**Work task**
Retype every entry below without altering anything.
------------------------
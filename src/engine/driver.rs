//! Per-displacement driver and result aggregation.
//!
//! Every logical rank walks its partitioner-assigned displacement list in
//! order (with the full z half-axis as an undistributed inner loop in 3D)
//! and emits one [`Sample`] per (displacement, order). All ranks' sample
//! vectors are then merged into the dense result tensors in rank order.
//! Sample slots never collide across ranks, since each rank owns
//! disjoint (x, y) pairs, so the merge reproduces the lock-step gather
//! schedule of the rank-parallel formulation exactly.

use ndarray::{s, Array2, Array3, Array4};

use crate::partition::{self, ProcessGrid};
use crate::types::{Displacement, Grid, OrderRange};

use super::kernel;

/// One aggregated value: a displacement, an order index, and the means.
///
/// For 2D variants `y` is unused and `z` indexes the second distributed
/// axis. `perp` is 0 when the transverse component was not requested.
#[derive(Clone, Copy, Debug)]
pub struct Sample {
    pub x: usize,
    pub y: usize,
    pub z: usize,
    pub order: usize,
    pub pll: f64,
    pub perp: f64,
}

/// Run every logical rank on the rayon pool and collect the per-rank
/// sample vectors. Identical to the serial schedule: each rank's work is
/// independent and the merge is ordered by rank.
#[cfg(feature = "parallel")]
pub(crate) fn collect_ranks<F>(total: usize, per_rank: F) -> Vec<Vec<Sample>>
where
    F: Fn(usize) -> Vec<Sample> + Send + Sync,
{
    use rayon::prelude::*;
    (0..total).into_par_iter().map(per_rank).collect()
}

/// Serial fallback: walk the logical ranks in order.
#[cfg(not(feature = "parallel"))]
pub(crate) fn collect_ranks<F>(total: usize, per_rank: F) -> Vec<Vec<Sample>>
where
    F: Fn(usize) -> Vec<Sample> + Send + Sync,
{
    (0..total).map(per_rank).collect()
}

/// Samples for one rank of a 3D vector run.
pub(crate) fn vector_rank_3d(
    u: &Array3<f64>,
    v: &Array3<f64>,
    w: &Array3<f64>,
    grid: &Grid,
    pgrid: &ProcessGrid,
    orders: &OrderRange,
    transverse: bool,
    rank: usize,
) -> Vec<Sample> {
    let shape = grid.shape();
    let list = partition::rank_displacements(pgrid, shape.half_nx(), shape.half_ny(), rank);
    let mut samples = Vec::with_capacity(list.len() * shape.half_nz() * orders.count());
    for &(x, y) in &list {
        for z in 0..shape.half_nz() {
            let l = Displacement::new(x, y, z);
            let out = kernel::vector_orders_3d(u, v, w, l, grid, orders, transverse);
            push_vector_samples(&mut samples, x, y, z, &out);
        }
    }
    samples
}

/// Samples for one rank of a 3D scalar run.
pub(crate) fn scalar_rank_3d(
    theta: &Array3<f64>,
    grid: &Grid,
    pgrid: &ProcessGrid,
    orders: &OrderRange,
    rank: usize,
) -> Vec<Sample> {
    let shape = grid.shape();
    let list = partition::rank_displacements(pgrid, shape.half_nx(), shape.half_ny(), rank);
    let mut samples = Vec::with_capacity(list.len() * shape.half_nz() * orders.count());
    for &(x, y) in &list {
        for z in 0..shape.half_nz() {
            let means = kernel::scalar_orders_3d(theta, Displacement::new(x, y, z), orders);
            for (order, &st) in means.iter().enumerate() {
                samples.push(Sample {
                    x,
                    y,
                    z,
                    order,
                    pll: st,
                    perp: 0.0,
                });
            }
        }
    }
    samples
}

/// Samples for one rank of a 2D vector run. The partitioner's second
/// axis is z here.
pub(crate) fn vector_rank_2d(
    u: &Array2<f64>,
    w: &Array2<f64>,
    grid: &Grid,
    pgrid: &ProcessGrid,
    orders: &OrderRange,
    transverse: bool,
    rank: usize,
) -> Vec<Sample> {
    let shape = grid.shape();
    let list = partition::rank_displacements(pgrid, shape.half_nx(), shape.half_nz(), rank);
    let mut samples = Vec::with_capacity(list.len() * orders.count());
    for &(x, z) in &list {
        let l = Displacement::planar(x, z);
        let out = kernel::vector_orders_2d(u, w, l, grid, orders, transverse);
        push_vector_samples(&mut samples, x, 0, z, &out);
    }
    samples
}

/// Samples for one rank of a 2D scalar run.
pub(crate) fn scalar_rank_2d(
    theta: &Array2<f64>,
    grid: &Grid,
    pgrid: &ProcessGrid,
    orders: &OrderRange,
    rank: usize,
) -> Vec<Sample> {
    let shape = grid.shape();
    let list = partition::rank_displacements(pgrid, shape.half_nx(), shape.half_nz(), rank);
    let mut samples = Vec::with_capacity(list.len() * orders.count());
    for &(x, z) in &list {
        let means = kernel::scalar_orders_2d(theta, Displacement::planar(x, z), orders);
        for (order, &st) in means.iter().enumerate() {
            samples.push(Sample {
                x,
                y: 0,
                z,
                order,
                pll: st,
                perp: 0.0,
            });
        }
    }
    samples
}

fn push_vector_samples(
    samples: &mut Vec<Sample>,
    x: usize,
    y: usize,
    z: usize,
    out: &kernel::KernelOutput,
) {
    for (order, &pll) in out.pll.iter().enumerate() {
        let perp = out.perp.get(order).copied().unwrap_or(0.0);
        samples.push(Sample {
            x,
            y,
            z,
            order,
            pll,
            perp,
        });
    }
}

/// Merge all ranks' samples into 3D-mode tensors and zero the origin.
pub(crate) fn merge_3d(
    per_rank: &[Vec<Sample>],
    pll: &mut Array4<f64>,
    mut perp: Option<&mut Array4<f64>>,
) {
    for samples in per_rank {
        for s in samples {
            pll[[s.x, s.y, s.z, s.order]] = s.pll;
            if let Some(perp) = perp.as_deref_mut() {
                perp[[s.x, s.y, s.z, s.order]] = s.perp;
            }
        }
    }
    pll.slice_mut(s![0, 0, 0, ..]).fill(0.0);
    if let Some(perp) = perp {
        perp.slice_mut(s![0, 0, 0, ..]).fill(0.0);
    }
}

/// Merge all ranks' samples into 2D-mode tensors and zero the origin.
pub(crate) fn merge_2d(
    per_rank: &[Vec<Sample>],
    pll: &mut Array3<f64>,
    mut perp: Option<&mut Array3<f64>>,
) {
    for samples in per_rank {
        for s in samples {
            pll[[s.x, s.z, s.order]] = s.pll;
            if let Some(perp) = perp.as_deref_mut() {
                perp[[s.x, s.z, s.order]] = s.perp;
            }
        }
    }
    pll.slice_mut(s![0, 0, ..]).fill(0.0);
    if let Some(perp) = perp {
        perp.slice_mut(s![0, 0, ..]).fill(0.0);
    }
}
------------------------
**Response to the exercise**
filename src/engine/driver.rs
//! Per-displacement driver and result aggregation.
//!
//! Every logical rank walks its partitioner-assigned displacement list in
//! order (with the full z half-axis as an undistributed inner loop in 3D)
//! and emits one [`Sample`] per (displacement, order). All ranks' sample
//! vectors are then merged into the dense result tensors in rank order.
//! Sample slots never collide across ranks, since each rank owns
//! disjoint (x, y) pairs, so the merge reproduces the lock-step gather
//! schedule of the rank-parallel formulation exactly.

use ndarray::{s, Array2, Array3, Array4};

use crate::partition::{self, ProcessGrid};
use crate::types::{Displacement, Grid, OrderRange};

use super::kernel;

/// One aggregated value: a displacement, an order index, and the means.
///
/// For 2D variants `y` is unused and `z` indexes the second distributed
/// axis. `perp` is 0 when the transverse component was not requested.
#[derive(Clone, Copy, Debug)]
pub struct Sample {
    pub x: usize,
    pub y: usize,
    pub z: usize,
    pub order: usize,
    pub pll: f64,
    pub perp: f64,
}

/// Run every logical rank on the rayon pool and collect the per-rank
/// sample vectors. Identical to the serial schedule: each rank's work is
/// independent and the merge is ordered by rank.
#[cfg(feature = "parallel")]
pub(crate) fn collect_ranks<F>(total: usize, per_rank: F) -> Vec<Vec<Sample>>
where
    F: Fn(usize) -> Vec<Sample> + Send + Sync,
{
    use rayon::prelude::*;
    (0..total).into_par_iter().map(per_rank).collect()
}

/// Serial fallback: walk the logical ranks in order.
#[cfg(not(feature = "parallel"))]
pub(crate) fn collect_ranks<F>(total: usize, per_rank: F) -> Vec<Vec<Sample>>
where
    F: Fn(usize) -> Vec<Sample> + Send + Sync,
{
    (0..total).map(per_rank).collect()
}

/// Samples for one rank of a 3D vector run.
pub(crate) fn vector_rank_3d(
    u: &Array3<f64>,
    v: &Array3<f64>,
    w: &Array3<f64>,
    grid: &Grid,
    pgrid: &ProcessGrid,
    orders: &OrderRange,
    transverse: bool,
    rank: usize,
) -> Vec<Sample> {
    let shape = grid.shape();
    let list = partition::rank_displacements(pgrid, shape.half_nx(), shape.half_ny(), rank);
    let mut samples = Vec::with_capacity(list.len() * shape.half_nz() * orders.count());
    for &(x, y) in &list {
        for z in 0..shape.half_nz() {
            let l = Displacement::new(x, y, z);
            let out = kernel::vector_orders_3d(u, v, w, l, grid, orders, transverse);
            push_vector_samples(&mut samples, x, y, z, &out);
        }
    }
    samples
}

/// Samples for one rank of a 3D scalar run.
pub(crate) fn scalar_rank_3d(
    theta: &Array3<f64>,
    grid: &Grid,
    pgrid: &ProcessGrid,
    orders: &OrderRange,
    rank: usize,
) -> Vec<Sample> {
    let shape = grid.shape();
    let list = partition::rank_displacements(pgrid, shape.half_nx(), shape.half_ny(), rank);
    let mut samples = Vec::with_capacity(list.len() * shape.half_nz() * orders.count());
    for &(x, y) in &list {
        for z in 0..shape.half_nz() {
            let means = kernel::scalar_orders_3d(theta, Displacement::new(x, y, z), orders);
            for (order, &st) in means.iter().enumerate() {
                samples.push(Sample {
                    x,
                    y,
                    z,
                    order,
                    pll: st,
                    perp: 0.0,
                });
            }
        }
    }
    samples
}

/// Samples for one rank of a 2D vector run. The partitioner's second
/// axis is z here.
pub(crate) fn vector_rank_2d(
    u: &Array2<f64>,
    w: &Array2<f64>,
    grid: &Grid,
    pgrid: &ProcessGrid,
    orders: &OrderRange,
    transverse: bool,
    rank: usize,
) -> Vec<Sample> {
    let shape = grid.shape();
    let list = partition::rank_displacements(pgrid, shape.half_nx(), shape.half_nz(), rank);
    let mut samples = Vec::with_capacity(list.len() * orders.count());
    for &(x, z) in &list {
        let l = Displacement::planar(x, z);
        let out = kernel::vector_orders_2d(u, w, l, grid, orders, transverse);
        push_vector_samples(&mut samples, x, 0, z, &out);
    }
    samples
}

/// Samples for one rank of a 2D scalar run.
pub(crate) fn scalar_rank_2d(
    theta: &Array2<f64>,
    grid: &Grid,
    pgrid: &ProcessGrid,
    orders: &OrderRange,
    rank: usize,
) -> Vec<Sample> {
    let shape = grid.shape();
    let list = partition::rank_displacements(pgrid, shape.half_nx(), shape.half_nz(), rank);
    let mut samples = Vec::with_capacity(list.len() * orders.count());
    for &(x, z) in &list {
        let means = kernel::scalar_orders_2d(theta, Displacement::planar(x, z), orders);
        for (order, &st) in means.iter().enumerate() {
            samples.push(Sample {
                x,
                y: 0,
                z,
                order,
                pll: st,
                perp: 0.0,
            });
        }
    }
    samples
}

fn push_vector_samples(
    samples: &mut Vec<Sample>,
    x: usize,
    y: usize,
    z: usize,
    out: &kernel::KernelOutput,
) {
    for (order, &pll) in out.pll.iter().enumerate() {
        let perp = out.perp.get(order).copied().unwrap_or(0.0);
        samples.push(Sample {
            x,
            y,
            z,
            order,
            pll,
            perp,
        });
    }
}

/// Merge all ranks' samples into 3D-mode tensors and zero the origin.
pub(crate) fn merge_3d(
    per_rank: &[Vec<Sample>],
    pll: &mut Array4<f64>,
    mut perp: Option<&mut Array4<f64>>,
) {
    for samples in per_rank {
        for s in samples {
            pll[[s.x, s.y, s.z, s.order]] = s.pll;
            if let Some(perp) = perp.as_deref_mut() {
                perp[[s.x, s.y, s.z, s.order]] = s.perp;
            }
        }
    }
    pll.slice_mut(s![0, 0, 0, ..]).fill(0.0);
    if let Some(perp) = perp {
        perp.slice_mut(s![0, 0, 0, ..]).fill(0.0);
    }
}

/// Merge all ranks' samples into 2D-mode tensors and zero the origin.
pub(crate) fn merge_2d(
    per_rank: &[Vec<Sample>],
    pll: &mut Array3<f64>,
    mut perp: Option<&mut Array3<f64>>,
) {
    for samples in per_rank {
        for s in samples {
            pll[[s.x, s.z, s.order]] = s.pll;
            if let Some(perp) = perp.as_deref_mut() {
                perp[[s.x, s.z, s.order]] = s.perp;
            }
        }
    }
    pll.slice_mut(s![0, 0, ..]).fill(0.0);
    if let Some(perp) = perp {
        perp.slice_mut(s![0, 0, ..]).fill(0.0);
    }
}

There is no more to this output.